B.1 The hospital records

  1. Mr Baird was born on 14 September 1941 and so was 80 years old when he executed his 15 January 2022 will.   In 2010, he was diagnosed with prostate cancer.  He received treatment particularly from 2014 onwards.  By the end of 2021, the cancer was well advanced and it was apparent that he was dying.  On 12 December 2021, he was taken by ambulance to hospital and was admitted for management of back pain secondary to metastases.  On 15 December 2021, his oncologist, Dr Sam Liew, told Mrs Baird that her husband’s condition was terminal and he was unlikely to leave hospital.  Mr Baird was placed in palliative care.  In the late afternoon on 24 December 2021, he was discharged into the care of his daughter Ms van Ruiten.  The hospital notes contain a number of indications that Mr Baird’s mental state was diminished during his time in hospital.  For example, a note on 14 December 2021 records that he could not deal with ‘anything’ and was ‘overwhelmed’.  It was thereafter recorded, on different occasions, that he was ‘alert but vague’, ‘confused’, ‘alert but confused’, ‘had some trouble following instructions’, had ‘difficulty answering questions’, ‘could not recall reason for admission’, that his alertness was ‘deteriorating’, was ‘disoriented to time/place however easily reoriented’, ‘drowsy and vague [and] slow to respond verbally’, ‘pleasantly confused’, ‘mildly disorientated’, and ‘confused at times’ prior to his being discharged from hospital.  These multiple entries raise the possibility that he may not have had testamentary capacity.

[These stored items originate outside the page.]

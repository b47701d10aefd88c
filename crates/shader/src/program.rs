use crate::backend::{GpuContext, ShaderStage, UniformValue};
use crate::source::{FsSourceLoader, SourceLoader, SourcePaths};
use std::collections::HashMap;
use std::io;
use std::path::{Path, PathBuf};
use std::time::SystemTime;

/// Errors from loading or using a shader program.
#[derive(Debug, thiserror::Error)]
pub enum ShaderError {
    #[error("failed to read shader source {}: {source}", .path.display())]
    Io {
        path: PathBuf,
        #[source]
        source: io::Error,
    },
    #[error("{stage} shader {} failed to compile:\n{log}", .path.display())]
    Compile {
        stage: ShaderStage,
        path: PathBuf,
        log: String,
    },
    #[error("shader program failed to link:\n{log}")]
    Link { log: String },
    #[error("shader program used before a successful load")]
    NotLoaded,
}

impl ShaderError {
    /// IO, compile and link failures can be fixed by editing the sources and
    /// reloading. `NotLoaded` is a caller bug.
    pub fn is_recoverable(&self) -> bool {
        !matches!(self, Self::NotLoaded)
    }
}

/// Observable lifecycle state. `Loading` is never observable because loads
/// are synchronous, and `Destroyed` is represented by the value being gone.
#[derive(Debug, Clone, Copy, PartialEq, Eq)]
pub enum ProgramState {
    Unloaded,
    Ready,
    /// Ready, but a source file changed since it was last seen.
    Stale,
}

/// Outcome of [`ShaderProgram::reload_if_changed`].
#[derive(Debug)]
pub enum ReloadStatus {
    Unchanged,
    Reloaded,
    /// The edit did not build. The previous program is still installed.
    Failed(ShaderError),
}

#[derive(Debug, Clone, Copy, PartialEq, Eq)]
struct SourceStamps {
    vertex: SystemTime,
    fragment: SystemTime,
}

/// Everything that belongs to one linked program. Replaced as a unit.
struct ActiveProgram<G: GpuContext> {
    handle: G::Program,
    paths: SourcePaths,
    stamps: SourceStamps,
    /// `None` entries record names the driver reported as absent.
    locations: HashMap<String, Option<G::Location>>,
}

/// One vertex/fragment program with a uniform-location cache and hot reload.
///
/// GPU handles are not released on drop because that needs the context;
/// call [`ShaderProgram::destroy`] while the context is still current.
pub struct ShaderProgram<G: GpuContext, L: SourceLoader = FsSourceLoader> {
    loader: L,
    active: Option<ActiveProgram<G>>,
}

impl<G: GpuContext> ShaderProgram<G> {
    /// An unloaded program reading sources from the filesystem.
    pub fn new() -> Self {
        Self::with_loader(FsSourceLoader)
    }

    /// Builds a program from two files on disk.
    pub fn from_files(
        gpu: &G,
        vertex: impl AsRef<Path>,
        fragment: impl AsRef<Path>,
    ) -> Result<Self, ShaderError> {
        let mut program = Self::new();
        program.load(gpu, vertex, fragment)?;
        Ok(program)
    }
}

impl<G: GpuContext> Default for ShaderProgram<G> {
    fn default() -> Self {
        Self::new()
    }
}

impl<G: GpuContext, L: SourceLoader> ShaderProgram<G, L> {
    pub fn with_loader(loader: L) -> Self {
        Self {
            loader,
            active: None,
        }
    }

    pub fn is_loaded(&self) -> bool {
        self.active.is_some()
    }

    pub fn handle(&self) -> Option<G::Program> {
        self.active.as_ref().map(|active| active.handle)
    }

    pub fn paths(&self) -> Option<&SourcePaths> {
        self.active.as_ref().map(|active| &active.paths)
    }

    pub fn state(&self) -> ProgramState {
        match &self.active {
            None => ProgramState::Unloaded,
            Some(_) if self.check_for_source_change() => ProgramState::Stale,
            Some(_) => ProgramState::Ready,
        }
    }

    /// Reads, compiles and links both stages, then swaps the result in.
    ///
    /// On error nothing changes: the previous program (if any) stays
    /// installed with its location cache.
    pub fn load(
        &mut self,
        gpu: &G,
        vertex: impl AsRef<Path>,
        fragment: impl AsRef<Path>,
    ) -> Result<(), ShaderError> {
        let paths = SourcePaths::new(vertex.as_ref(), fragment.as_ref());
        // Stamps are taken before reading so an edit racing the read is seen
        // as a change on the next poll.
        let stamps = self.read_stamps(&paths)?;
        self.install(gpu, paths, stamps)
    }

    /// Builds from `paths` and swaps the result in, recording `stamps`.
    fn install(
        &mut self,
        gpu: &G,
        paths: SourcePaths,
        stamps: SourceStamps,
    ) -> Result<(), ShaderError> {
        let handle = self.build(gpu, &paths)?;

        tracing::info!(
            vertex = %paths.vertex.display(),
            fragment = %paths.fragment.display(),
            program = ?handle,
            "shader program loaded"
        );

        let previous = self.active.replace(ActiveProgram {
            handle,
            paths,
            stamps,
            locations: HashMap::new(),
        });
        if let Some(previous) = previous {
            tracing::debug!(program = ?previous.handle, "releasing replaced shader program");
            gpu.delete_program(previous.handle);
        }
        Ok(())
    }

    pub fn bind(&self, gpu: &G) -> Result<(), ShaderError> {
        let active = self.active.as_ref().ok_or(ShaderError::NotLoaded)?;
        gpu.use_program(Some(active.handle));
        Ok(())
    }

    pub fn unbind(&self, gpu: &G) {
        gpu.use_program(None);
    }

    /// Uploads `value` to the uniform called `name` of the bound program.
    ///
    /// A name the driver does not know (typically optimized out) is warned
    /// about once and then ignored.
    pub fn set_uniform(
        &mut self,
        gpu: &G,
        name: &str,
        value: impl Into<UniformValue>,
    ) -> Result<(), ShaderError> {
        let active = self.active.as_mut().ok_or(ShaderError::NotLoaded)?;
        let location = match active.locations.get(name) {
            Some(cached) => cached.clone(),
            None => {
                let resolved = gpu.uniform_location(active.handle, name);
                if resolved.is_none() {
                    tracing::warn!(
                        uniform = name,
                        program = ?active.handle,
                        "uniform does not exist in shader program"
                    );
                }
                active.locations.insert(name.to_owned(), resolved.clone());
                resolved
            }
        };
        if let Some(location) = location {
            gpu.upload_uniform(&location, value.into());
        }
        Ok(())
    }

    /// Whether either source file's modification time differs from the one
    /// last seen. Files that cannot be queried (mid-save, deleted) count as
    /// unchanged.
    pub fn check_for_source_change(&self) -> bool {
        let Some(active) = &self.active else {
            return false;
        };
        [
            (&active.paths.vertex, active.stamps.vertex),
            (&active.paths.fragment, active.stamps.fragment),
        ]
        .into_iter()
        .any(|(path, seen)| match self.loader.modified(path) {
            Ok(current) => current != seen,
            Err(err) => {
                tracing::debug!(path = %path.display(), %err, "cannot stat shader source");
                false
            }
        })
    }

    /// Polls for edits and rebuilds the program when one is found.
    ///
    /// A broken edit is reported and remembered, so it is not retried until
    /// the files change again; rendering continues with the old program.
    pub fn reload_if_changed(&mut self, gpu: &G) -> ReloadStatus {
        if !self.check_for_source_change() {
            return ReloadStatus::Unchanged;
        }
        let Some(paths) = self.paths().cloned() else {
            return ReloadStatus::Unchanged;
        };

        tracing::info!(
            vertex = %paths.vertex.display(),
            fragment = %paths.fragment.display(),
            "hot-reloading shader"
        );
        let stamps = match self.read_stamps(&paths) {
            Ok(stamps) => stamps,
            Err(err) => {
                tracing::error!("shader hot reload failed, keeping previous program: {err}");
                return ReloadStatus::Failed(err);
            }
        };
        match self.install(gpu, paths, stamps) {
            Ok(()) => ReloadStatus::Reloaded,
            Err(err) => {
                tracing::error!("shader hot reload failed, keeping previous program: {err}");
                // Record the stamps of the revision that was read, not what is
                // on disk now, so a save finishing mid-read is still seen.
                if let Some(active) = self.active.as_mut() {
                    active.stamps = stamps;
                }
                ReloadStatus::Failed(err)
            }
        }
    }

    /// Releases the GPU program.
    pub fn destroy(mut self, gpu: &G) {
        if let Some(active) = self.active.take() {
            tracing::debug!(program = ?active.handle, "destroying shader program");
            gpu.delete_program(active.handle);
        }
    }

    fn read_stamps(&self, paths: &SourcePaths) -> Result<SourceStamps, ShaderError> {
        Ok(SourceStamps {
            vertex: self.modified(&paths.vertex)?,
            fragment: self.modified(&paths.fragment)?,
        })
    }

    fn modified(&self, path: &Path) -> Result<SystemTime, ShaderError> {
        self.loader.modified(path).map_err(|source| ShaderError::Io {
            path: path.to_path_buf(),
            source,
        })
    }

    fn read(&self, path: &Path) -> Result<String, ShaderError> {
        self.loader
            .read_to_string(path)
            .map_err(|source| ShaderError::Io {
                path: path.to_path_buf(),
                source,
            })
    }

    fn build(&self, gpu: &G, paths: &SourcePaths) -> Result<G::Program, ShaderError> {
        let vertex_src = self.read(&paths.vertex)?;
        let fragment_src = self.read(&paths.fragment)?;

        let vertex = gpu
            .compile_stage(ShaderStage::Vertex, &vertex_src)
            .map_err(|log| ShaderError::Compile {
                stage: ShaderStage::Vertex,
                path: paths.vertex.clone(),
                log,
            })?;
        let fragment = match gpu.compile_stage(ShaderStage::Fragment, &fragment_src) {
            Ok(fragment) => fragment,
            Err(log) => {
                gpu.delete_stage(vertex);
                return Err(ShaderError::Compile {
                    stage: ShaderStage::Fragment,
                    path: paths.fragment.clone(),
                    log,
                });
            }
        };

        let linked = gpu.link_program(vertex, fragment);
        gpu.delete_stage(vertex);
        gpu.delete_stage(fragment);
        linked.map_err(|log| ShaderError::Link { log })
    }
}
//! Recording [`GpuContext`] for tests.
//!
//! Compilation fails when a source contains `syntax error`, linking fails
//! when either stage contains `link error`. Uniforms are whatever
//! `uniform <type> <name>;` lines the two stages declare.

use crate::backend::{GpuContext, ShaderStage, UniformValue};
use std::cell::{Cell, RefCell};
use std::collections::{HashMap, HashSet};

#[derive(Debug, Clone, Copy, PartialEq, Eq)]
pub struct MockLocation {
    pub program: u32,
    pub index: usize,
}

#[derive(Default)]
pub struct MockGpu {
    next_id: Cell<u32>,
    stages: RefCell<HashMap<u32, String>>,
    programs: RefCell<HashMap<u32, Vec<String>>>,
    pub deleted_programs: RefCell<Vec<u32>>,
    pub current: Cell<Option<u32>>,
    pub compile_calls: Cell<usize>,
    pub location_lookups: Cell<usize>,
    pub uploads: RefCell<Vec<(MockLocation, UniformValue)>>,
}

impl MockGpu {
    pub fn new() -> Self {
        Self::default()
    }

    pub fn live_programs(&self) -> HashSet<u32> {
        self.programs.borrow().keys().copied().collect()
    }

    pub fn live_stage_count(&self) -> usize {
        self.stages.borrow().len()
    }

    fn allocate(&self) -> u32 {
        let id = self.next_id.get() + 1;
        self.next_id.set(id);
        id
    }
}

fn declared_uniforms(source: &str) -> Vec<String> {
    source
        .lines()
        .filter_map(|line| line.trim().strip_prefix("uniform "))
        .filter_map(|rest| rest.split_whitespace().nth(1))
        .map(|name| name.trim_end_matches(';').to_string())
        .collect()
}

impl GpuContext for MockGpu {
    type Stage = u32;
    type Program = u32;
    type Location = MockLocation;

    fn compile_stage(&self, stage: ShaderStage, source: &str) -> Result<u32, String> {
        self.compile_calls.set(self.compile_calls.get() + 1);
        if source.contains("syntax error") {
            return Err(format!("0:1({stage}): error: syntax error, unexpected token"));
        }
        let id = self.allocate();
        self.stages.borrow_mut().insert(id, source.to_string());
        Ok(id)
    }

    fn link_program(&self, vertex: u32, fragment: u32) -> Result<u32, String> {
        let stages = self.stages.borrow();
        let (Some(vs), Some(fs)) = (stages.get(&vertex), stages.get(&fragment)) else {
            return Err(String::from("link of deleted stage"));
        };
        if vs.contains("link error") || fs.contains("link error") {
            return Err(String::from("error: varying mismatch between stages"));
        }
        let mut uniforms = declared_uniforms(vs);
        for name in declared_uniforms(fs) {
            if !uniforms.contains(&name) {
                uniforms.push(name);
            }
        }
        drop(stages);
        let id = self.allocate();
        self.programs.borrow_mut().insert(id, uniforms);
        Ok(id)
    }

    fn delete_stage(&self, stage: u32) {
        self.stages.borrow_mut().remove(&stage);
    }

    fn delete_program(&self, program: u32) {
        self.programs.borrow_mut().remove(&program);
        self.deleted_programs.borrow_mut().push(program);
        if self.current.get() == Some(program) {
            self.current.set(None);
        }
    }

    fn use_program(&self, program: Option<u32>) {
        self.current.set(program);
    }

    fn uniform_location(&self, program: u32, name: &str) -> Option<MockLocation> {
        self.location_lookups.set(self.location_lookups.get() + 1);
        let programs = self.programs.borrow();
        let index = programs.get(&program)?.iter().position(|u| u == name)?;
        Some(MockLocation { program, index })
    }

    fn upload_uniform(&self, location: &MockLocation, value: UniformValue) {
        self.uploads.borrow_mut().push((*location, value));
    }
}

B.2 The absence of contemporaneous medical opinion

  1. Notwithstanding the numerous mentions of reduced mental functioning in the hospital notes, and the fact that Mr Baird was elderly, had been in hospital, and was declining, no doctor was asked at the time to opine on whether Mr Baird had testamentary capacity when he gave instructions for his will on 13 January 2022 or when he executed his will on 15 January 2022.  The deceased’s oncologist, Dr Liew, wrote that on 24 December 2021 the deceased had a ‘general idea of making power of attorney and Will’.  But, on the material before me, there is no evidence that  Dr Liew performed his assessment with regard to the Banks vGoodfellow criteria set out above and having a ‘general idea’ about making a will is not an opinion of testamentary capacity.  On 24 December 2021, Dr King, a treating pain and palliative care specialist, had opined that ‘I think there is an underlying cognitive defect but it’s mild and [the deceased] has capacity’ to appoint a medical treatment decision maker and power of attorney.  However, this assessment was conducted about three weeks prior to the execution of the will following which Mr Baird’s health deteriorated.  Furthermore, Dr King acknowledged by letter dated 29 March 2022 that he ‘did not make an assessment of [Mr Baird’s] general understanding of the nature and extent of his estate or assets’ on 24 December 2021, and ‘did not formally test [Mr Baird’s] capacity to consider beneficiaries of his will’ nor ‘his capacity to have the ability to evaluate to discriminate between those potential beneficiaries and make provision for them’. Dr King concluded by stating that he was ‘unable to comment on what [Mr Baird’s] cognitive abilities would likely have been at the time of signing of the will’.  As Dr King clearly appreciated, the test for testamentary capacity is different from the test for capacity to execute a power of attorney.  

B.3 The circumstances of the preparation and execution of the will

  1. Although the solicitor who prepared the will, Mr Howard Jones, was well known to Mr Baird, the instructions for the will were obtained in less than ideal circumstances.  First, Ms van Ruiten, who was the principal beneficiary under the proposed new will, was the person who contacted Mr Jones and set up the appointment with Mr Baird.  That appointment was not in person, but consisted of a telephone conversation on 13 January 2022 that, Mr Jones believes, took about 15 minutes and, it seems, was in the absence of Ms van Ruiten.  Mr Jones did not otherwise meet with Mr Baird.  Mr Jones then emailed the draft will to Ms van Ruiten for her to give to Mr Baird, under cover of a letter that suggested that Mr Jones intended to speak further to Mr Baird about two clauses in the draft will before it was executed.  Mr Jones did not, in fact, speak to Mr Baird again before the will was executed.  Those clauses were:

5.     I AUTHORISE my Trustees to continue any family law proceedings that may have been issued before the date of my death and the proceeds of any money obtained from such proceedings shall fall into residue.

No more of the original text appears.